Low FODMAP Chicken + Vegetable Stir Fry
Low FODMAP Stir Fry Recipe
This plant-heavy and protein-packed low FODMAP dinner dish is the perfect healthy weeknight meal. Chef Matt recommends serving with boiled whole grain rice or rice noodles.
Ingredients
100g chicken fillet or tofu, diced into 2cm pieces
1 tbsp olive oil
1 tsp sesame oil
50g broccoli florets, thinly sliced
75g carrots, cut into thin matchsticks
50g bok choi, thinly sliced
1 tbsp finely grated fresh ginger
1 tbsp tamari or soy sauce
A big pinch of sugar
¼ bunch chives, cut into 4cm lengths
1 tsp sesame seeds
Method
- Heat the oils in a wok or a large pan over a high heat.

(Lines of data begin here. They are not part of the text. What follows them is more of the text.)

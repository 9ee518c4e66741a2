pub mod builders;
pub mod fake_executor;

use std::future::Future;
use std::sync::Once;
use std::time::Duration;

use tracing_subscriber::{EnvFilter, fmt};

/// How long a worker-pool run may take in a test before it counts as stalled.
pub const PLAN_RUN_TIMEOUT: Duration = Duration::from_secs(5);

/// Planner and pool events at debug, everything else at warn.
const DEFAULT_TEST_FILTER: &str = "execplan=debug,execplan_test_utils=debug,warn";

static INIT: Once = Once::new();

/// Install a test-captured subscriber once per test binary.
///
/// `EXECPLAN_LOG` takes a full `EnvFilter` directive here (for example
/// `execplan::plan::builder=trace`), so a single failing scenario can be
/// traced without touching the code.
pub fn init_tracing() {
    INIT.call_once(|| {
        let filter = std::env::var("EXECPLAN_LOG")
            .ok()
            .and_then(|directive| EnvFilter::try_new(directive).ok())
            .unwrap_or_else(|| EnvFilter::new(DEFAULT_TEST_FILTER));

        fmt()
            .with_env_filter(filter)
            .with_test_writer()
            .with_target(true)
            .init();
    });
}

/// Await a plan run, failing the test if it stalls past [`PLAN_RUN_TIMEOUT`].
pub async fn with_timeout<F, T>(f: F) -> T
where
    F: Future<Output = T>,
{
    with_timeout_of(PLAN_RUN_TIMEOUT, f).await
}

pub async fn with_timeout_of<F, T>(limit: Duration, f: F) -> T
where
    F: Future<Output = T>,
{
    match tokio::time::timeout(limit, f).await {
        Ok(value) => value,
        Err(_) => panic!("plan run stalled: no result after {limit:?}"),
    }
}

- Add the diced chicken or tofu and cook until browned and cooked through.
- Add the broccoli, carrot and bok choi to the pan. Stir-fry for a few minutes until the vegetables are tender but still crisp.
- Add the ginger and chives to the pan and continue to stir-fry for another minute until fragrant.
- Pour the tamari or gluten-free soy sauce, sugar and sesame seeds over the mixture and toss everything together to ensure an even coating.
- Serve straightaway with rice or rice noodles on the side if you like.
An Easy Low FODMAP Meal Idea
This is simple weeknight dinner that won't trigger IBS symptoms, and comes together in just 15 minutes. This staple weeknight recipe is easy, quick, and more importantly, gut-friendly.